Tracking.init_estimator_state — Function
Build the per-satellite Doppler-estimator state used by estimator for the given satellite. A custom doppler estimator must define this method for its AbstractDopplerEstimator subtype.
This function must be pure (free of observable side effects): besides seeding each real satellite on entry, it is also called to build the throwaway PRN-0 template sat that fixes a group's dictionary slot type at TrackState construction, as a type probe when validating pre-built sats, and by reset_loop_filters! to re-seed existing satellites. Estimators with cross-satellite shared state must therefore not register satellites here — perform shared-state registration in update_estimator_on_handoff, which is called exactly once per handoff with the real incoming satellites.
Tracking.update_estimator_on_handoff — Function
update_estimator_on_handoff(estimator, _new_sats)
Optionally update an estimator's cross-satellite or cross-system shared state when new satellites enter the track set. Called once per handoff entry point (merge_sats, add_satellite, add_satellite!) with the dictionary of incoming satellites, after per-sat seeding via init_estimator_state.
The default returns estimator unchanged, so estimators with no shared state need not implement it.

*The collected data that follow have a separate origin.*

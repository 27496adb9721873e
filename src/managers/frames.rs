//! Frame and orphaned-resource bookkeeping.
//!
//! Resource discovery never waits for targets. A resource reported for a
//! worker whose target does not exist yet is buffered here, keyed by the
//! worker's identifier, and handed over exactly once when that worker's
//! target initializes.

// ============================================================================
// Imports
// ============================================================================

use std::sync::Arc;

use parking_lot::{Mutex, RwLock};
use rustc_hash::FxHashMap;
use tracing::{debug, trace, warn};

use crate::error::Result;
use crate::identifiers::{FrameId, TargetId};
use crate::model::{Collection, EntityKey, Frame, Resource, TypeVerifier};

// ============================================================================
// FrameManager
// ============================================================================

/// Frame/resource collaborator consulted by targets.
pub trait FrameManager: Send + Sync {
    /// Returns the page's current main frame.
    fn main_frame(&self) -> Option<Arc<Frame>>;

    /// Drains and returns the resources buffered for `target_id`.
    ///
    /// A second call for the same identifier returns nothing.
    fn adopt_orphaned_resources_for_target(&self, target_id: &TargetId) -> Vec<Arc<Resource>>;
}

// ============================================================================
// FrameResourceManager
// ============================================================================

/// Default [`FrameManager`].
#[derive(Debug)]
pub struct FrameResourceManager {
    main_frame: RwLock<Option<Arc<Frame>>>,
    frames: Mutex<Collection>,
    orphans: Mutex<FxHashMap<TargetId, Vec<Arc<Resource>>>>,
}

impl Default for FrameResourceManager {
    fn default() -> Self {
        Self::new()
    }
}

impl FrameResourceManager {
    /// Creates a manager with no frames.
    #[must_use]
    pub fn new() -> Self {
        Self {
            main_frame: RwLock::new(None),
            frames: Mutex::new(Collection::new(TypeVerifier::Frame)),
            orphans: Mutex::new(FxHashMap::default()),
        }
    }
}

// ============================================================================
// FrameResourceManager - Frames
// ============================================================================

impl FrameResourceManager {
    /// Registers a frame.
    ///
    /// # Errors
    ///
    /// Returns [`Error::DuplicateEntity`](crate::Error::DuplicateEntity) if
    /// a frame with the same identifier is registered.
    pub fn add_frame(&self, frame: Arc<Frame>) -> Result<()> {
        trace!(frame_id = %frame.id(), "Frame added");
        self.frames.lock().add(frame)
    }

    /// Makes `frame` the main frame, registering it if needed.
    pub fn set_main_frame(&self, frame: Arc<Frame>) {
        match self.frames.lock().add(Arc::clone(&frame)) {
            Ok(()) => trace!(frame_id = %frame.id(), "Frame added"),
            Err(error) if error.is_duplicate() => {}
            Err(error) => warn!(frame_id = %frame.id(), %error, "Main frame not registered"),
        }
        debug!(frame_id = %frame.id(), "Main frame changed");
        *self.main_frame.write() = Some(frame);
    }

    /// Unregisters a frame. Clears the main frame if it was the main frame.
    pub fn remove_frame(&self, frame_id: &FrameId) -> Option<Arc<Frame>> {
        let removed = self
            .frames
            .lock()
            .remove(&EntityKey::Frame(frame_id.clone()))?
            .as_frame()
            .cloned()?;

        let mut main = self.main_frame.write();
        if main.as_ref().is_some_and(|m| m.id() == frame_id) {
            debug!(frame_id = %frame_id, "Main frame removed");
            *main = None;
        }
        Some(removed)
    }

    /// Returns the frame with `frame_id`.
    #[must_use]
    pub fn frame(&self, frame_id: &FrameId) -> Option<Arc<Frame>> {
        self.frames
            .lock()
            .get(&EntityKey::Frame(frame_id.clone()))
            .and_then(|entity| entity.as_frame().cloned())
    }

    /// Returns all registered frames.
    #[must_use]
    pub fn frames(&self) -> Vec<Arc<Frame>> {
        self.frames.lock().frames().cloned().collect()
    }
}

// ============================================================================
// FrameResourceManager - Orphans
// ============================================================================

impl FrameResourceManager {
    /// Buffers a resource discovered before its worker's target exists.
    ///
    /// Recording the same resource twice for one worker is ignored.
    pub fn record_orphaned_resource(&self, worker_id: &TargetId, resource: Arc<Resource>) {
        let mut orphans = self.orphans.lock();
        let buffer = orphans.entry(worker_id.clone()).or_default();

        if buffer.iter().any(|r| r.id() == resource.id()) {
            trace!(worker_id = %worker_id, resource_id = %resource.id(), "Orphan already buffered");
            return;
        }

        trace!(worker_id = %worker_id, resource_id = %resource.id(), "Orphaned resource recorded");
        buffer.push(resource);
    }

    /// Returns the number of resources buffered for `worker_id`.
    #[must_use]
    pub fn orphan_count(&self, worker_id: &TargetId) -> usize {
        self.orphans.lock().get(worker_id).map_or(0, Vec::len)
    }
}

impl FrameManager for FrameResourceManager {
    fn main_frame(&self) -> Option<Arc<Frame>> {
        self.main_frame.read().clone()
    }

    fn adopt_orphaned_resources_for_target(&self, target_id: &TargetId) -> Vec<Arc<Resource>> {
        let drained = self.orphans.lock().remove(target_id).unwrap_or_default();
        if !drained.is_empty() {
            debug!(target_id = %target_id, count = drained.len(), "Handing over orphaned resources");
        }
        drained
    }
}

// ============================================================================
// Tests
// ============================================================================

#[cfg(test)]
mod tests {
    use super::*;
    use crate::model::ResourceType;

    fn resource(url: &str) -> Arc<Resource> {
        Arc::new(Resource::new(url, ResourceType::Script))
    }

    #[test]
    fn test_main_frame_registration() {
        let manager = FrameResourceManager::new();
        assert!(manager.main_frame().is_none());

        let frame = Arc::new(Frame::new(FrameId::new("main")));
        manager.set_main_frame(Arc::clone(&frame));
        manager.set_main_frame(Arc::clone(&frame));

        assert_eq!(manager.frames().len(), 1);
        assert!(manager.frame(&FrameId::new("main")).is_some());
        assert_eq!(manager.main_frame().unwrap().id(), frame.id());
    }

    #[test]
    fn test_main_frame_from_registered_frames() {
        let manager = FrameResourceManager::new();
        let child = Arc::new(Frame::new(FrameId::new("child")).with_parent(FrameId::new("main")));
        let main = Arc::new(Frame::new(FrameId::new("main")));
        manager.add_frame(Arc::clone(&child)).unwrap();
        manager.add_frame(Arc::clone(&main)).unwrap();

        manager.set_main_frame(Arc::clone(&main));

        assert_eq!(manager.frames().len(), 2);
        assert!(Arc::ptr_eq(&manager.main_frame().unwrap(), &main));
    }

    #[test]
    fn test_add_frame_duplicate() {
        let manager = FrameResourceManager::new();
        manager.add_frame(Arc::new(Frame::new(FrameId::new("f")))).unwrap();
        let err = manager.add_frame(Arc::new(Frame::new(FrameId::new("f")))).unwrap_err();
        assert!(err.is_duplicate());
    }

    #[test]
    fn test_remove_main_frame_clears_main() {
        let manager = FrameResourceManager::new();
        manager.set_main_frame(Arc::new(Frame::new(FrameId::new("main"))));

        assert!(manager.remove_frame(&FrameId::new("main")).is_some());
        assert!(manager.main_frame().is_none());
        assert!(manager.remove_frame(&FrameId::new("main")).is_none());
    }

    #[test]
    fn test_orphans_drained_once() {
        let manager = FrameResourceManager::new();
        let worker = TargetId::new("w1");
        let r1 = resource("https://example.com/a.js");

        manager.record_orphaned_resource(&worker, Arc::clone(&r1));
        manager.record_orphaned_resource(&worker, Arc::clone(&r1));
        manager.record_orphaned_resource(&worker, resource("https://example.com/b.js"));
        assert_eq!(manager.orphan_count(&worker), 2);

        let drained = manager.adopt_orphaned_resources_for_target(&worker);
        assert_eq!(drained.len(), 2);
        assert_eq!(drained[0].id(), r1.id());

        assert!(manager.adopt_orphaned_resources_for_target(&worker).is_empty());
        assert_eq!(manager.orphan_count(&worker), 0);
    }

    #[test]
    fn test_orphans_keyed_per_worker() {
        let manager = FrameResourceManager::new();
        manager.record_orphaned_resource(&TargetId::new("w1"), resource("https://a.test/1.js"));
        manager.record_orphaned_resource(&TargetId::new("w2"), resource("https://a.test/2.js"));

        let drained = manager.adopt_orphaned_resources_for_target(&TargetId::new("w1"));
        assert_eq!(drained.len(), 1);
        assert_eq!(manager.orphan_count(&TargetId::new("w2")), 1);
    }
}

The returned estimator must have the same concrete type as the input — TrackState is parameterized on the estimator type, and changing it would break inference. For growing shared state, hold the storage in a resizable container (e.g. Vector, Matrix) on an otherwise immutable estimator and push!/resize! it in place; rebuild the estimator with Setfield.@set or a copying constructor when fields need replacing.
Every entry point honors the return value: the TrackState it returns carries the returned estimator. TrackState is immutable, so even the in-place add_satellite! can only honor a rebuilt estimator through its return value — callers must keep using the returned TrackState rather than the one they passed in (for in-place estimators the two are identical).